── GIVEN INFORMATION ──
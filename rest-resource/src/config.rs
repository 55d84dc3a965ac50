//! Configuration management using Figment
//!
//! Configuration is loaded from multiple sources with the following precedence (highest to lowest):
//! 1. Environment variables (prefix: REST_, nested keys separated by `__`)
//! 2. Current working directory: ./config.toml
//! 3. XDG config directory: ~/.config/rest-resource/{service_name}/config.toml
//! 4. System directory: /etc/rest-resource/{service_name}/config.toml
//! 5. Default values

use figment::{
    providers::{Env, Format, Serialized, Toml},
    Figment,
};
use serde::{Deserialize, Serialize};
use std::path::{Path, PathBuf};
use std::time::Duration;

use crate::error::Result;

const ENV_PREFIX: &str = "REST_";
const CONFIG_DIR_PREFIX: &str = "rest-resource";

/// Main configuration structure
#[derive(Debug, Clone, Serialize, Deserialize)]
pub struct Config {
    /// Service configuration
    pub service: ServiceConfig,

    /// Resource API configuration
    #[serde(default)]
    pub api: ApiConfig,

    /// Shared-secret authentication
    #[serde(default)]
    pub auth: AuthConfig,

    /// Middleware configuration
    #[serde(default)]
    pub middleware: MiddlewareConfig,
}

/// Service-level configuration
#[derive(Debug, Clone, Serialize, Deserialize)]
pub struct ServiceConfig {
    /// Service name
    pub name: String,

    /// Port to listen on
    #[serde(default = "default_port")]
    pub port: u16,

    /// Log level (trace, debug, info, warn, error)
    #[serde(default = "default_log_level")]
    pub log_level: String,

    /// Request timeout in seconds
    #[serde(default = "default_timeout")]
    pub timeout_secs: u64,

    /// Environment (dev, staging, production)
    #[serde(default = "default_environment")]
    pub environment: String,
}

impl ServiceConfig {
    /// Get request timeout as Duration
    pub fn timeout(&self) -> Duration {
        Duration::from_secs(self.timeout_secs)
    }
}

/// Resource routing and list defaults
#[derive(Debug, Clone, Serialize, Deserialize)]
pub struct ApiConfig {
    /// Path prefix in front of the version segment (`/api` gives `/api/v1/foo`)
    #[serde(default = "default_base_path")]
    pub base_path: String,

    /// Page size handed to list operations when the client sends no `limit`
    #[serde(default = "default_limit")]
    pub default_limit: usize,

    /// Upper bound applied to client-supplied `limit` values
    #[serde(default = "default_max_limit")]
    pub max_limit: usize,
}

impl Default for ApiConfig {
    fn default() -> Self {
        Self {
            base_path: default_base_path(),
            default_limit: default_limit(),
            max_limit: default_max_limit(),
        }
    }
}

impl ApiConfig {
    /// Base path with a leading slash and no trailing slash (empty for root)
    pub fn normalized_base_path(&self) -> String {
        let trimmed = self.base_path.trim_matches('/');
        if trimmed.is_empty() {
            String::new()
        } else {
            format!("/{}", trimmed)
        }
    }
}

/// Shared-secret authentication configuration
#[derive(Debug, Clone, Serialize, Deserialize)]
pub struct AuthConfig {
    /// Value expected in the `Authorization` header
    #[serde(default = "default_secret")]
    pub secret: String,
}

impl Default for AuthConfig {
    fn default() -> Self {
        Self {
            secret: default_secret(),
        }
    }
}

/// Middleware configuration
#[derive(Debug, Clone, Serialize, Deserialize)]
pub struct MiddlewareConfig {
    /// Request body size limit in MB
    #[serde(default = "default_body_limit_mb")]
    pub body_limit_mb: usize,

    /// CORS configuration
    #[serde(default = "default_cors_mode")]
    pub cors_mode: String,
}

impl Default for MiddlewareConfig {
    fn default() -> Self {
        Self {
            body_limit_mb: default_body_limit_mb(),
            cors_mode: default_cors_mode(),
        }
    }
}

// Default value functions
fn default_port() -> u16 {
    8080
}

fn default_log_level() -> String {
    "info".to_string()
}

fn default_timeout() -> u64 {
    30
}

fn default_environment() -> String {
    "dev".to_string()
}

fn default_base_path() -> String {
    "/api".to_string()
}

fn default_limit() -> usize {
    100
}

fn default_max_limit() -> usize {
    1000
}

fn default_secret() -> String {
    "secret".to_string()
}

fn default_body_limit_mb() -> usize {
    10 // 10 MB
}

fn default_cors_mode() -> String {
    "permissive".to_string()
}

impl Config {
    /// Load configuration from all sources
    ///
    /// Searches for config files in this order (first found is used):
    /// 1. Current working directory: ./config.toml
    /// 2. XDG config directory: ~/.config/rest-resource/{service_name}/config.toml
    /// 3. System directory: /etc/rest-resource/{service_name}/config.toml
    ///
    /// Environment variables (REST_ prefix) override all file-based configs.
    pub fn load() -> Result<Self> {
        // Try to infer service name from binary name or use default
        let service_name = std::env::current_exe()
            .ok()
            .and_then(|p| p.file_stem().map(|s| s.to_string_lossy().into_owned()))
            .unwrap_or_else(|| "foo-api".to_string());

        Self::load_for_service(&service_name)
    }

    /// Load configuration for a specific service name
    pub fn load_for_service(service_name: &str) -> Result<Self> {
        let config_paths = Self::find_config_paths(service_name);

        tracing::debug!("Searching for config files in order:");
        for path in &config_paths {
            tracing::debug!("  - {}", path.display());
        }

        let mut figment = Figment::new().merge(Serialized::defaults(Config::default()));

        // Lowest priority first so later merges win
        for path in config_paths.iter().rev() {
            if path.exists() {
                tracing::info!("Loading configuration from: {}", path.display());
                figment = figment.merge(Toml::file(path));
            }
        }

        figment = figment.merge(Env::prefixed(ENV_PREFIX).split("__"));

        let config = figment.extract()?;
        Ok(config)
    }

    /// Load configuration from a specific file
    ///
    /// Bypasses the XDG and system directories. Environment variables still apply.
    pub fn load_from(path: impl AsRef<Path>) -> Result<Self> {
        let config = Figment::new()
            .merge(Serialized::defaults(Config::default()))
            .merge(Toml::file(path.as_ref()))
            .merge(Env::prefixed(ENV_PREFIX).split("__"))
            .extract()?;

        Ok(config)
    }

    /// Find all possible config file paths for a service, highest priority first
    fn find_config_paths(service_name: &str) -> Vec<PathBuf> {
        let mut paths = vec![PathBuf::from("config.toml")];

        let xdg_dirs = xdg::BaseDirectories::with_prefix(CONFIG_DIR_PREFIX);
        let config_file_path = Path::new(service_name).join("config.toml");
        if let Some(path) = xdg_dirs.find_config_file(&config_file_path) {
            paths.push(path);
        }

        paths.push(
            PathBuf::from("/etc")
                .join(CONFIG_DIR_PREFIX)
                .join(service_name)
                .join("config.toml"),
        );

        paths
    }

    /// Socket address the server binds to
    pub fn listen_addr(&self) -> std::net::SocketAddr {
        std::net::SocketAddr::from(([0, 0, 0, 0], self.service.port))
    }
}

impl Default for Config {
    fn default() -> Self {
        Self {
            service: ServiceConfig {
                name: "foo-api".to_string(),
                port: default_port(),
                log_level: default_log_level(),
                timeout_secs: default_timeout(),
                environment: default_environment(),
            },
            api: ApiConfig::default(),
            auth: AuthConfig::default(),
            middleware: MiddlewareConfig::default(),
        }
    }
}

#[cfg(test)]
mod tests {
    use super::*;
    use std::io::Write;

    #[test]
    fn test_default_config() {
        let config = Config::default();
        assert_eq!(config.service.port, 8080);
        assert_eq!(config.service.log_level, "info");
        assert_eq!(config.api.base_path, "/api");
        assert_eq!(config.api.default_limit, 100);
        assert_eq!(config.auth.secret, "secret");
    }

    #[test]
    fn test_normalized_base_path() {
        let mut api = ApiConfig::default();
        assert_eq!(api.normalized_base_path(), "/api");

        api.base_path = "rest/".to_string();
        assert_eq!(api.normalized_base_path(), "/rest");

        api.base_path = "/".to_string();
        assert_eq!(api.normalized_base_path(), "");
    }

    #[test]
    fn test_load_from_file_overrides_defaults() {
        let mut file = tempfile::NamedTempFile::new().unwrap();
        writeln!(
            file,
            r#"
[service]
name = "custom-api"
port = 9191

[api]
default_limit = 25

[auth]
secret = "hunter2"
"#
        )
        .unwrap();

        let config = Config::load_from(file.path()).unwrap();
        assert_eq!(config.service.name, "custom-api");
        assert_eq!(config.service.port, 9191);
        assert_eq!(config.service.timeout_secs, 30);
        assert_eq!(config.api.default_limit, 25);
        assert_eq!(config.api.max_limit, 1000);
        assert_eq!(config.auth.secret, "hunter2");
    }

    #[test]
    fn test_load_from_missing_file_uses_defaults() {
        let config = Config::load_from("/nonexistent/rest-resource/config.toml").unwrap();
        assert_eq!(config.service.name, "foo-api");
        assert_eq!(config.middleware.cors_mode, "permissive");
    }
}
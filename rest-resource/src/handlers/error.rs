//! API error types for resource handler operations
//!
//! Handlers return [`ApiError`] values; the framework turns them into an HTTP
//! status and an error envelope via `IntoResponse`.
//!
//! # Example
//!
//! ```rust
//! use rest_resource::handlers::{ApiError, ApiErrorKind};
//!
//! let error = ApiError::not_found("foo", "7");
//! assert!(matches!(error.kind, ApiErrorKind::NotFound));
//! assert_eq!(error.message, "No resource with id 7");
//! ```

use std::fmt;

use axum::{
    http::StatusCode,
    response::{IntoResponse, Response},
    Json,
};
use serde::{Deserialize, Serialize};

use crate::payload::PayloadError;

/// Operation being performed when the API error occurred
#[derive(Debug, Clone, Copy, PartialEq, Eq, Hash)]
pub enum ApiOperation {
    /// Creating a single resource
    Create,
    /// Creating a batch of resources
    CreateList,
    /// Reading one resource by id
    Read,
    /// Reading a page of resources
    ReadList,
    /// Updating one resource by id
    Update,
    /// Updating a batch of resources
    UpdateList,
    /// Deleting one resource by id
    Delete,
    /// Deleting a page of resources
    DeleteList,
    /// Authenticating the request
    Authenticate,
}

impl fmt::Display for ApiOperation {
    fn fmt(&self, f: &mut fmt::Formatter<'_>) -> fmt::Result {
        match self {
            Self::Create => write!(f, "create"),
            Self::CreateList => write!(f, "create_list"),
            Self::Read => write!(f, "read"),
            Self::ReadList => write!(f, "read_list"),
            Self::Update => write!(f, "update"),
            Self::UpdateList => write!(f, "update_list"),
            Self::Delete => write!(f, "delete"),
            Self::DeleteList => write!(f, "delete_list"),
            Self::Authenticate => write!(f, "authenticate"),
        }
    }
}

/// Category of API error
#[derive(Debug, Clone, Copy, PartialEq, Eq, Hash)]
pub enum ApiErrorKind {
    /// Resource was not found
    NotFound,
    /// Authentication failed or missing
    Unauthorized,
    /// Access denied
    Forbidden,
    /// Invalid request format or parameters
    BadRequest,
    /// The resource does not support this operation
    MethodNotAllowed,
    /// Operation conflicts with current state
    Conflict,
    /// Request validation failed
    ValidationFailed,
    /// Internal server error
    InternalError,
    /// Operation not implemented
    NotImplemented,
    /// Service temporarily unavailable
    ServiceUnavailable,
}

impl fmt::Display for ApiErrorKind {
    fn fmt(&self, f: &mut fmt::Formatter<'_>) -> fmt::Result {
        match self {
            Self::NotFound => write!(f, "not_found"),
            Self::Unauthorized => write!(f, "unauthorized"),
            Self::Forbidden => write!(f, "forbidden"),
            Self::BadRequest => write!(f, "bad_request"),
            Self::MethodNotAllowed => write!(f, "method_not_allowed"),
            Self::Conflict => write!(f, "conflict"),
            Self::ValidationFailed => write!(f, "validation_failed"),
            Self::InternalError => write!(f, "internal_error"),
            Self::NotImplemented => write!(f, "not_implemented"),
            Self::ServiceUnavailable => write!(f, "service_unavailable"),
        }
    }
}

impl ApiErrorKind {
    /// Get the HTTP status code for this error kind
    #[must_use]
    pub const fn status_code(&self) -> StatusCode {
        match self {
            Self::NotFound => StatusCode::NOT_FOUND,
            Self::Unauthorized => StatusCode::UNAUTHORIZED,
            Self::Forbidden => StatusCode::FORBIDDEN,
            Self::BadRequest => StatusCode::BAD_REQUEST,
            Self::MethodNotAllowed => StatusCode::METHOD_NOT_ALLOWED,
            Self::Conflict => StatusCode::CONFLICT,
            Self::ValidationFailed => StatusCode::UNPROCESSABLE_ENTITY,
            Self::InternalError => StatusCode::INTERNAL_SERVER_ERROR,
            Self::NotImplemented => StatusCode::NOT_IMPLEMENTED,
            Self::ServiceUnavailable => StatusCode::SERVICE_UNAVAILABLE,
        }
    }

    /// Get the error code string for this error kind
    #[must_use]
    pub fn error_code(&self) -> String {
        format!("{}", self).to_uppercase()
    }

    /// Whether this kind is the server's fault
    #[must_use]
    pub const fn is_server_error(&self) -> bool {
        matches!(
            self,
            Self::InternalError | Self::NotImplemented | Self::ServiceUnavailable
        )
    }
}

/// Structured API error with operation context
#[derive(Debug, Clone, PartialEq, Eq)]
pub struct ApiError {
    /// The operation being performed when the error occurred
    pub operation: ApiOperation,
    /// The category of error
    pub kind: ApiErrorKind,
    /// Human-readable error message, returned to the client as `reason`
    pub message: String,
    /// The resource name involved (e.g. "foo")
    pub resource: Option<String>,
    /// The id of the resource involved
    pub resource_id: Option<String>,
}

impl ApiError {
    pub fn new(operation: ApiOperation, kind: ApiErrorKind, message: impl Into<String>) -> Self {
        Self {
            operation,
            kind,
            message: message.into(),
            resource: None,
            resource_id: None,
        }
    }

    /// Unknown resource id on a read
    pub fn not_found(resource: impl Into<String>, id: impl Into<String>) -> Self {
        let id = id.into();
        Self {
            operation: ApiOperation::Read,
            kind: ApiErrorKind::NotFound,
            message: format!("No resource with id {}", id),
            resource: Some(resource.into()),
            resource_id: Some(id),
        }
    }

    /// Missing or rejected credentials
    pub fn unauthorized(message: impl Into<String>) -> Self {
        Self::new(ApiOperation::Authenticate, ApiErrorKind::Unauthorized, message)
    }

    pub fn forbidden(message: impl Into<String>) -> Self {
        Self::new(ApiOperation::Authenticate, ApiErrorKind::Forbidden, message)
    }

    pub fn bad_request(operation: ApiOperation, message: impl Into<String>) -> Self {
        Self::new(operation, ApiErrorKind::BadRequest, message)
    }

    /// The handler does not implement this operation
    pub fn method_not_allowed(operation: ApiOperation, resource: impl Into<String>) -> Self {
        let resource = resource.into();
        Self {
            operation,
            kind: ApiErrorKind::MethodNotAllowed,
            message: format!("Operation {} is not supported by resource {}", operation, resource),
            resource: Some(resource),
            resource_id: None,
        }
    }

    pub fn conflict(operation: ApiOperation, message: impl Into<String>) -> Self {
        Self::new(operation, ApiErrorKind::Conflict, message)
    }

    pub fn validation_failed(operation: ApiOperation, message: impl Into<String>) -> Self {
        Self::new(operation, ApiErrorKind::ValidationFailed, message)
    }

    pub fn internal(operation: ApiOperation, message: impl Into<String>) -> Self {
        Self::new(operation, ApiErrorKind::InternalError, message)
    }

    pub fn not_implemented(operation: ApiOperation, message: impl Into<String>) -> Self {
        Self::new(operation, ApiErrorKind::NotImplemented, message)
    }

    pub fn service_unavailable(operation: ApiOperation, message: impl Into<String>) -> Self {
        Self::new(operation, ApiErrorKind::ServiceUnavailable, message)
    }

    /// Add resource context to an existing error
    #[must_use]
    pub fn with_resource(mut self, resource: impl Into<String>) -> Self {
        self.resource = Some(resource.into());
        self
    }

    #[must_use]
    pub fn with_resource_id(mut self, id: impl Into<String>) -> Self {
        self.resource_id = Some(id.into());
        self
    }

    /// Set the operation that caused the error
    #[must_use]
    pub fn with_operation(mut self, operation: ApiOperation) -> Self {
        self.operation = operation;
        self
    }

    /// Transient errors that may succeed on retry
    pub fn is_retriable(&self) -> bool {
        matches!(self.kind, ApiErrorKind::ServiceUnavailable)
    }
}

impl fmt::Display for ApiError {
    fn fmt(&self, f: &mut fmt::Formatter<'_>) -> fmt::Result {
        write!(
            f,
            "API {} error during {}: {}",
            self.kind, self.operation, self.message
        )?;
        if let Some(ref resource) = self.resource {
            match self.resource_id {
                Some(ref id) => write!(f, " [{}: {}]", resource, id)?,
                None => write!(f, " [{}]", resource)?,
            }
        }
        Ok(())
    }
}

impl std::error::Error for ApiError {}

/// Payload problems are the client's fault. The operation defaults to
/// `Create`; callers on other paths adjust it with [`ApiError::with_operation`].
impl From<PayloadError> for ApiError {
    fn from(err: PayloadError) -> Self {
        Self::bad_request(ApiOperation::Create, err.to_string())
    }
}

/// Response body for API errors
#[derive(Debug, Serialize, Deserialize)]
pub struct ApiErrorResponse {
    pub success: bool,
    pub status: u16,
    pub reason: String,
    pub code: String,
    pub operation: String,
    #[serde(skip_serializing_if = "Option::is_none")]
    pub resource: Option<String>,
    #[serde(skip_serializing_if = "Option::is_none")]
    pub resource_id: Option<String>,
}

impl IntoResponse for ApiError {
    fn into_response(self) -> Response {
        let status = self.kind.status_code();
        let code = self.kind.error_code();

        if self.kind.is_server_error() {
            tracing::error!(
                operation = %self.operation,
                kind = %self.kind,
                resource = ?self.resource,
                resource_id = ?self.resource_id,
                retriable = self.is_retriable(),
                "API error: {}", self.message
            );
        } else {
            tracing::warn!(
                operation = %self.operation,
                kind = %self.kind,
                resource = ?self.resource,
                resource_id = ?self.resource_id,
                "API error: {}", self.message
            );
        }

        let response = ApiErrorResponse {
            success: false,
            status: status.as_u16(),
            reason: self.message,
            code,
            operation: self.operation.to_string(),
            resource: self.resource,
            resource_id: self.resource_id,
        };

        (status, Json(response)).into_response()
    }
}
───
(WHAT IS EXPECTED) Whichever lines of the data include the word "PathBuf", pull them out.

(REPLY TO THE TASK)
use std::path::{Path, PathBuf};
    fn find_config_paths(service_name: &str) -> Vec<PathBuf> {
        let mut paths = vec![PathBuf::from("config.toml")];
            PathBuf::from("/etc")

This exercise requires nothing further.